◆ **DIRECTIONS**:
The records follow. Filter them to the lines that hold "vowels".

*** DATA PROVIDED ***

//! Quick start example for chromaq.
//!
//! Builds requests for every collection operation and prints the JSON a
//! real HTTP transport would send. The transport here answers with canned
//! responses so the example runs offline.
//!
//! Run with `RUST_LOG=chromaq_core=debug cargo run --example quickstart`.

use chromaq::prelude::*;
use chromaq::request::{AddRequest, DeleteRequest, GetRequest, QueryRequest, UpdateRequest};
use serde::Serialize;
use serde_json::json;
use tracing_subscriber::EnvFilter;

/// Prints each request and replies like a healthy server would.
struct EchoTransport;

impl EchoTransport {
    fn show<R: Serialize>(&self, op: &str, request: &R, collection_id: &str) -> Result<()> {
        println!(
            "POST /collections/{}/{} {}",
            collection_id,
            op,
            serde_json::to_string(request)?
        );
        Ok(())
    }
}

impl Transport for EchoTransport {
    fn add(&self, request: &AddRequest, collection_id: &str) -> Result<RawOutcome> {
        self.show("add", request, collection_id)?;
        Ok(RawOutcome::Value(json!(true)))
    }

    fn get(&self, request: &GetRequest, collection_id: &str) -> Result<RawOutcome> {
        self.show("get", request, collection_id)?;
        Ok(RawOutcome::Value(json!({
            "ids": ["rust-1"],
            "documents": ["Introduction to Rust programming"],
            "metadatas": [{"category": "programming", "year": 2021}]
        })))
    }

    fn query(&self, request: &QueryRequest, collection_id: &str) -> Result<RawOutcome> {
        self.show("query", request, collection_id)?;
        Ok(RawOutcome::Text(
            r#"{
                "ids": [["rust-1", "rust-2", "py-1"]],
                "documents": [[
                    "Introduction to Rust programming",
                    "Advanced Rust patterns",
                    "Python for data science"
                ]],
                "distances": [[0.12, 0.31, 0.87]]
            }"#
            .to_string(),
        ))
    }

    fn update(&self, request: &UpdateRequest, collection_id: &str) -> Result<RawOutcome> {
        self.show("update", request, collection_id)?;
        Ok(RawOutcome::Empty)
    }

    fn upsert(&self, request: &AddRequest, collection_id: &str) -> Result<RawOutcome> {
        self.show("upsert", request, collection_id)?;
        Ok(RawOutcome::Empty)
    }

    fn delete(&self, request: &DeleteRequest, collection_id: &str) -> Result<RawOutcome> {
        self.show("delete", request, collection_id)?;
        Ok(RawOutcome::Error(HttpValidationError::with_msg(
            "delete is disabled on this demo server",
        )))
    }

    fn count(&self, collection_id: &str) -> Result<RawOutcome> {
        println!("GET /collections/{}/count", collection_id);
        Ok(RawOutcome::Value(json!(3)))
    }
}

/// A toy embedding: letter statistics of the text.
fn embed(texts: &[String]) -> Result<Vec<Embedding>> {
    Ok(texts
        .iter()
        .map(|t| {
            let len = t.len() as f32;
            let vowels = t.chars().filter(|c| "aeiou".contains(*c)).count() as f32;
            Embedding::from_vec(vec![len / 100.0, vowels / len.max(1.0)])
        })
        .collect())
}

fn main() -> Result<()> {
    tracing_subscriber::fmt()
        .with_env_filter(EnvFilter::from_default_env())
        .init();

    println!("chromaq quick start\n");

    let collection = Collection::new(EchoTransport, CollectionConfig::new("articles"))
        .with_embedding_function(embed);
    tracing::info!(collection = collection.id(), "collection ready");

    // Add with generated ids
    let added = collection.add_auto(
        AddCriteria::builder()
            .with_documents([
                "Introduction to Rust programming",
                "Advanced Rust patterns",
                "Python for data science",
            ])
            .with_metadatas([
                Metadata::new().with_field("category", "programming").with_field("year", 2021),
                Metadata::new().with_field("category", "programming").with_field("year", 2023),
                Metadata::new().with_field("category", "data").with_field("year", 2019),
            ])
            .build(),
    )?;
    println!("added: {}\n", added);

    // Get with a metadata filter
    let got = collection.get(
        &[],
        &GetCriteria::builder()
            .where_metadata(and([
                cond("category", eq("programming")),
                cond("year", gte(2020)),
            ]))
            .with_limit(5)
            .build(),
    )?;
    println!("get: {}\n", got);

    // Query by text, then keep only close neighbors
    let response = collection.query(
        &["learning rust".to_string()],
        &QueryCriteria::builder()
            .where_document(or_matchers([contains("Rust"), contains("rust")]))
            .with_number_of_results(3)
            .build(),
    )?;
    if let Some(result) = response.payload() {
        let range = DistanceRange::less_than(0.5);
        println!("neighbors within {}: {:?}\n", range, result.ids_within(Some(&range)));
    }

    let updated = collection.update(
        &["rust-1".to_string()],
        &UpdateCriteria::builder()
            .with_metadatas([Metadata::single("year", 2024)])
            .with_embedding([0.3, 0.4])
            .build(),
    )?;
    println!("update: {}\n", updated);

    // The demo server rejects deletes: the failure is a value, not an error
    let deleted = collection.delete_ids(&["py-1".to_string()])?;
    println!("delete: {}\n", deleted);

    println!("count: {}", collection.count()?);

    // Validation fails before the transport is called
    match collection.add(&["a".to_string(), "b".to_string()], &AddCriteria::builder().build()) {
        Err(err) => println!("rejected locally: {}", err),
        Ok(response) => println!("unexpected: {}", response),
    }

    Ok(())
}
//! Criteria for updating existing items.

use tracing::debug;

use crate::criteria::validate::{Validate, MISSING_UPDATE_IDS};
use crate::criteria::Requestable;
use crate::embedding::{resolve_embeddings, Embedding, EmbeddingFunction};
use crate::error::{Error, Result};
use crate::metadata::Metadata;
use crate::request::UpdateRequest;

/// New documents, embeddings or metadata for items addressed by id.
#[derive(Debug, Clone, Default, PartialEq)]
pub struct UpdateCriteria {
    documents: Vec<String>,
    embeddings: Vec<Embedding>,
    metadatas: Vec<Metadata>,
}

impl UpdateCriteria {
    pub fn builder() -> UpdateCriteriaBuilder {
        UpdateCriteriaBuilder::default()
    }

    #[inline]
    pub fn documents(&self) -> &[String] {
        &self.documents
    }

    #[inline]
    pub fn embeddings(&self) -> &[Embedding] {
        &self.embeddings
    }

    #[inline]
    pub fn metadatas(&self) -> &[Metadata] {
        &self.metadatas
    }

    #[inline]
    pub fn has_embeddings(&self) -> bool {
        !self.embeddings.is_empty()
    }
}

impl Requestable for UpdateCriteria {
    type Request = UpdateRequest;

    fn to_request(
        &self,
        ids: &[String],
        embedding_function: Option<&dyn EmbeddingFunction>,
    ) -> Result<UpdateRequest> {
        // Checked before embedding so a bad update never calls the function.
        if ids.is_empty() {
            return Err(Error::validation(MISSING_UPDATE_IDS));
        }
        let embeddings = resolve_embeddings(&self.embeddings, &self.documents, embedding_function)?;

        let request = UpdateRequest {
            ids: ids.to_vec(),
            embeddings,
            metadatas: self.metadatas.clone(),
            documents: self.documents.clone(),
        };
        request.validate()?;
        debug!(
            ids = request.ids.len(),
            embeddings = request.embeddings.len(),
            "materialized update request"
        );
        Ok(request)
    }
}

/// Builder for [`UpdateCriteria`].
#[derive(Debug, Clone, Default)]
pub struct UpdateCriteriaBuilder {
    inner: UpdateCriteria,
}

impl UpdateCriteriaBuilder {
    pub fn with_documents<I, S>(mut self, documents: I) -> Self
    where
        I: IntoIterator<Item = S>,
        S: Into<String>,
    {
        self.inner.documents = documents.into_iter().map(Into::into).collect();
        self
    }

    pub fn with_embeddings<I, E>(mut self, embeddings: I) -> Self
    where
        I: IntoIterator<Item = E>,
        E: Into<Embedding>,
    {
        self.inner.embeddings = embeddings.into_iter().map(Into::into).collect();
        self
    }

    pub fn with_embedding(mut self, embedding: impl Into<Embedding>) -> Self {
        self.inner.embeddings = vec![embedding.into()];
        self
    }

    pub fn with_metadatas<I>(mut self, metadatas: I) -> Self
    where
        I: IntoIterator<Item = Metadata>,
    {
        self.inner.metadatas = metadatas.into_iter().collect();
        self
    }

    pub fn build(self) -> UpdateCriteria {
        self.inner
    }
}
//! Per-operation request criteria.
//!
//! A criteria is built once through its builder, then turned into a request
//! with [`Requestable::to_request`]. Materializing resolves embeddings and
//! ids through the given collaborators and validates the request shape, so
//! an invalid request never reaches the transport.

pub mod add;
pub mod delete;
pub mod get;
pub mod query;
pub mod update;
pub mod validate;

pub use add::{AddCriteria, AddCriteriaBuilder};
pub use delete::{DeleteCriteria, DeleteCriteriaBuilder};
pub use get::{GetCriteria, GetCriteriaBuilder};
pub use query::{QueryCriteria, QueryCriteriaBuilder};
pub use update::{UpdateCriteria, UpdateCriteriaBuilder};
pub use validate::Validate;

use crate::embedding::EmbeddingFunction;
use crate::error::Result;
use crate::filter::{materialize_or_empty, DocumentCondition, MetadataCondition, Value};

/// Criteria that can be materialized into a transport request.
pub trait Requestable {
    type Request;

    /// Resolves embeddings and ids, validates, and returns the request.
    fn to_request(
        &self,
        ids: &[String],
        embedding_function: Option<&dyn EmbeddingFunction>,
    ) -> Result<Self::Request>;
}

/// The metadata and document filters of a criteria, kept separate.
#[derive(Debug, Clone, Default, PartialEq)]
pub struct Filters {
    metadata: Option<MetadataCondition>,
    document: Option<DocumentCondition>,
}

impl Filters {
    pub fn set_metadata(&mut self, condition: impl Into<MetadataCondition>) {
        self.metadata = Some(condition.into());
    }

    pub fn set_document(&mut self, condition: impl Into<DocumentCondition>) {
        self.document = Some(condition.into());
    }

    #[inline]
    pub fn metadata(&self) -> Option<&MetadataCondition> {
        self.metadata.as_ref()
    }

    #[inline]
    pub fn document(&self) -> Option<&DocumentCondition> {
        self.document.as_ref()
    }

    /// Materialized `where`, `{}` when unset.
    pub fn where_metadata(&self) -> Value {
        materialize_or_empty(self.metadata.as_ref())
    }

    /// Materialized `where_document`, `{}` when unset.
    pub fn where_document(&self) -> Value {
        materialize_or_empty(self.document.as_ref())
    }

    /// True when neither filter materializes to anything.
    pub fn is_empty(&self) -> bool {
        self.where_metadata().is_empty() && self.where_document().is_empty()
    }
}


#[cfg(test)]
mod tests {
    use super::*;
    use crate::filter::{and, contains, eq};

    #[test]
    fn test_filters_default_is_empty() {
        let f = Filters::default();
        assert!(f.is_empty());
        assert_eq!(f.where_metadata(), Value::empty_map());
        assert_eq!(f.where_document(), Value::empty_map());
    }

    #[test]
    fn test_filters_set() {
        let mut f = Filters::default();
        f.set_metadata(("k", eq(1)));
        assert!(!f.is_empty());
        assert!(f.metadata().is_some());
        assert!(f.document().is_none());

        let mut f = Filters::default();
        f.set_document(contains("x"));
        assert!(!f.is_empty());
    }

    #[test]
    fn test_empty_composite_still_counts_as_filter() {
        let mut f = Filters::default();
        f.set_metadata(and(Vec::<MetadataCondition>::new()));
        assert!(!f.is_empty());
    }
}
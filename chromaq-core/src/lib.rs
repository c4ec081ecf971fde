//! # chromaq Core
//!
//! Core library for chromaq, a typed request builder for Chroma-style
//! vector databases.
//!
//! This crate turns filter criteria into the nested `where` / `where_document`
//! structures the database expects, validates request shape before anything
//! is sent, and post-processes query results by distance. It never talks to
//! the network itself: a [`Transport`] does.
//!
//! ## Core Types
//!
//! ### Filtering
//!
//! - [`filter`] - Matchers (`eq`, `gt`, `is_in`, `contains`, ...) and AND/OR conditions
//! - [`Value`] - The wire value a condition materializes to
//!
//! ### Criteria
//!
//! - [`AddCriteria`], [`GetCriteria`], [`QueryCriteria`], [`UpdateCriteria`],
//!   [`DeleteCriteria`] - Per-operation builders, materialized with [`Requestable`]
//!
//! ### Results
//!
//! - [`Response`] - Success or structured API failure
//! - [`QueryResult`] - Ragged per-query arrays, filterable by [`DistanceRange`]
//! - [`GetResult`] - Flat item arrays
//!
//! ### Collaborators
//!
//! - [`EmbeddingFunction`] - Texts to vectors
//! - [`IdGenerator`] - Vectors to ids, [`Sha256IdGenerator`] by default
//! - [`Transport`] - Requests to raw outcomes
//! - [`Collection`] - Runs criteria through a transport

pub mod collection;
pub mod criteria;
pub mod embedding;
pub mod error;
pub mod filter;
pub mod id_generator;
pub mod include;
pub mod metadata;
pub mod request;
pub mod results;
pub mod transport;

// Re-exports for convenient access
pub use collection::{Collection, CollectionConfig};
pub use criteria::{
    AddCriteria, DeleteCriteria, GetCriteria, QueryCriteria, Requestable, UpdateCriteria,
};
pub use embedding::{Embedding, EmbeddingFunction};
pub use error::{Error, Result};
pub use filter::{Condition, DocumentCondition, Materialize, MetadataCondition, Value};
pub use id_generator::{IdGenerator, Sha256IdGenerator};
pub use include::Include;
pub use metadata::Metadata;
pub use results::{
    DistanceRange, GetResult, HttpValidationError, QueryResult, RawOutcome, Response,
    ValidationError,
};
pub use transport::Transport;

/// Re-export commonly used types for convenience.
///
/// # Example
///
/// ```rust
/// use chromaq_core::prelude::*;
///
/// let criteria = GetCriteria::builder()
///     .where_metadata(or([cond("lang", eq("rust")), cond("stars", gte(100))]))
///     .where_document(contains("vector"))
///     .with_limit(5)
///     .build();
/// let request = criteria.to_request(&[], None).unwrap();
/// assert_eq!(request.limit, Some(5));
/// ```
pub mod prelude {
    pub use crate::filter::{
        and, and_field, and_matchers, cond, contains, eq, gt, gte, is_in, lt, lte, ne,
        not_contains, not_in, or, or_field, or_matchers,
    };
    pub use crate::{
        AddCriteria, Collection, CollectionConfig, DeleteCriteria, DistanceRange, Embedding,
        EmbeddingFunction, Error, GetCriteria, GetResult, HttpValidationError, IdGenerator,
        Include, Materialize, Metadata, QueryCriteria, QueryResult, RawOutcome, Requestable,
        Response, Result, Sha256IdGenerator, Transport, UpdateCriteria, Value,
    };
}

*** End of DATA PROVIDED ***

◆ **SOLUTION**:
            let vowels = t.chars().filter(|c| "aeiou".contains(*c)).count() as f32;
            Embedding::from_vec(vec![len / 100.0, vowels / len.max(1.0)])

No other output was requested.